Abbiamo avuto una lunga festa d’addio
nei vagoni stivati dove si pregava dove si facevano
i bisogni in fila dentro un secchio
che non profumava del tuo lillà di maggio
e anche il mio Dio Sole ha chiuso gli occhi
in quel luogo di arrivo il cui nome
oggi irrita le coscienze, dove io e te
rimaste sole dopo una selezione
mi desti la prova d’amore
sfidando i colpi di una belva umana
anche tu madre leonessa a carponi
per supplicare iddio maligno di lasciarti almeno l’ultima
la più piccola dei tuoi tanti figli.
Senza sapere la tua e la mia destinazione
per troppo amore volevi la mia morte
come la tua sotto la doccia
da cui usciva un coro di topi
chiusi in trappola.
Hai pensato alla tua piccola con quel frammento
di coscienza risvegliata dal colpo
del portoncino di ferro
con te dentro mio pane amato mio pane bruciato!
O prima ancora
sapone paralume concime
nelle mani parsimoniose di cittadini
che amano i cani i poeti la musica
la buona letteratura e hanno nostalgia
dei familiari lontani.

In queste righe rivive tutta l'atrocità dell'Olocausto.

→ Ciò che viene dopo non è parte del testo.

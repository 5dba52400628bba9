//!
//! The persisted state of a single test.
//!

pub mod record;

use std::path::Path;

use crate::model::kind::Kind;
use crate::model::result::io_depth::IoDepthResult;
use crate::model::result::iops::IopsResult;
use crate::model::result::latency::LatencyResult;
use crate::model::result::throughput::ThroughputResult;
use crate::model::result::write_saturation::WriteSaturationResult;

use self::record::Record;

///
/// The persisted state of a single test, tagged with its kind.
///
#[derive(Debug, Clone, PartialEq, serde::Serialize, serde::Deserialize)]
#[serde(tag = "kind")]
pub enum Fragment {
    /// The IOPS test.
    #[serde(rename = "iops")]
    Iops(Record<IopsResult>),
    /// The latency test.
    #[serde(rename = "lat")]
    Latency(Record<LatencyResult>),
    /// The throughput test.
    #[serde(rename = "tp")]
    Throughput(Record<ThroughputResult>),
    /// The write saturation test.
    #[serde(rename = "writesat")]
    WriteSaturation(Record<WriteSaturationResult>),
    /// The IO depth test.
    #[serde(rename = "iod")]
    IoDepth(Record<IoDepthResult>),
}

impl Fragment {
    ///
    /// Returns the kind tag.
    ///
    pub fn kind(&self) -> Kind {
        match self {
            Self::Iops(_) => Kind::Iops,
            Self::Latency(_) => Kind::Latency,
            Self::Throughput(_) => Kind::Throughput,
            Self::WriteSaturation(_) => Kind::WriteSaturation,
            Self::IoDepth(_) => Kind::IoDepth,
        }
    }

    ///
    /// Returns the test name.
    ///
    pub fn name(&self) -> &str {
        match self {
            Self::Iops(record) => record.name.as_str(),
            Self::Latency(record) => record.name.as_str(),
            Self::Throughput(record) => record.name.as_str(),
            Self::WriteSaturation(record) => record.name.as_str(),
            Self::IoDepth(record) => record.name.as_str(),
        }
    }

    ///
    /// Returns the tested file or device.
    ///
    pub fn filename(&self) -> &Path {
        match self {
            Self::Iops(record) => record.filename.as_path(),
            Self::Latency(record) => record.filename.as_path(),
            Self::Throughput(record) => record.filename.as_path(),
            Self::WriteSaturation(record) => record.filename.as_path(),
            Self::IoDepth(record) => record.filename.as_path(),
        }
    }

    ///
    /// Returns the `numjobs` and `iodepth` run parameters.
    ///
    pub fn parameters(&self) -> (u32, u32) {
        match self {
            Self::Iops(record) => (record.numjobs, record.iodepth),
            Self::Latency(record) => (record.numjobs, record.iodepth),
            Self::Throughput(record) => (record.numjobs, record.iodepth),
            Self::WriteSaturation(record) => (record.numjobs, record.iodepth),
            Self::IoDepth(record) => (record.numjobs, record.iodepth),
        }
    }

    ///
    /// Overrides the `numjobs` and `iodepth` run parameters.
    ///
    pub fn set_parameters(&mut self, numjobs: u32, iodepth: u32) {
        let (record_numjobs, record_iodepth) = match self {
            Self::Iops(record) => (&mut record.numjobs, &mut record.iodepth),
            Self::Latency(record) => (&mut record.numjobs, &mut record.iodepth),
            Self::Throughput(record) => (&mut record.numjobs, &mut record.iodepth),
            Self::WriteSaturation(record) => (&mut record.numjobs, &mut record.iodepth),
            Self::IoDepth(record) => (&mut record.numjobs, &mut record.iodepth),
        };
        *record_numjobs = numjobs;
        *record_iodepth = iodepth;
    }

    ///
    /// Checks that the result dimensions agree with each other.
    ///
    pub fn validate(&self) -> anyhow::Result<()> {
        match self {
            Self::Iops(record) => record.result.validate(),
            Self::Latency(record) => record.result.validate(),
            Self::Throughput(record) => record.result.validate(),
            Self::WriteSaturation(_) => Ok(()),
            Self::IoDepth(record) => record.result.validate(),
        }
    }
}
//!
//! The report and plot emitters.
//!

pub mod file;
pub mod plot;
pub mod rst;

Chiude la lista dei "capisaldi" per non dimenticare, il recente film "Liliana" dedicato alla vita della superstite Liliana Segre, attivista e politica italiana.

Nel gennaio 1944, fu arrestata e deportata al campo di concentramento di Auschwitz, dal quale fece ritorno alla fine della seconda guerra mondiale. Dopo un lungo periodo di riflessione e silenzio, negli anni novanta iniziò a raccontare pubblicamente la propria esperienza, impegnandosi per sensibilizzare le nuove generazioni contro il razzismo e l'indifferenza.

Presentato alla Festa del Cinema di Roma nel 2024 (Special Screening), Liliana di Ruggero Gabbai è un ritratto completo e ampiamente autorizzato, in cui si alternano tre piani temporali di racconto: gli anni delle leggi razziali, la Seconda guerra e i campi di concentramento; il momento in cui per la prima volta Segre decide di parlare di quell'esperienza, negli anni Novanta; e infine il presente, in cui la senatrice a vita si racconta.

A dimostrazione di quanto il passato, drammaticamente, ritorni: proprio in occasione dell'uscita del film, sul web si sono moltiplicati insulti di stampo antisemita all'indirizzo della 94enne.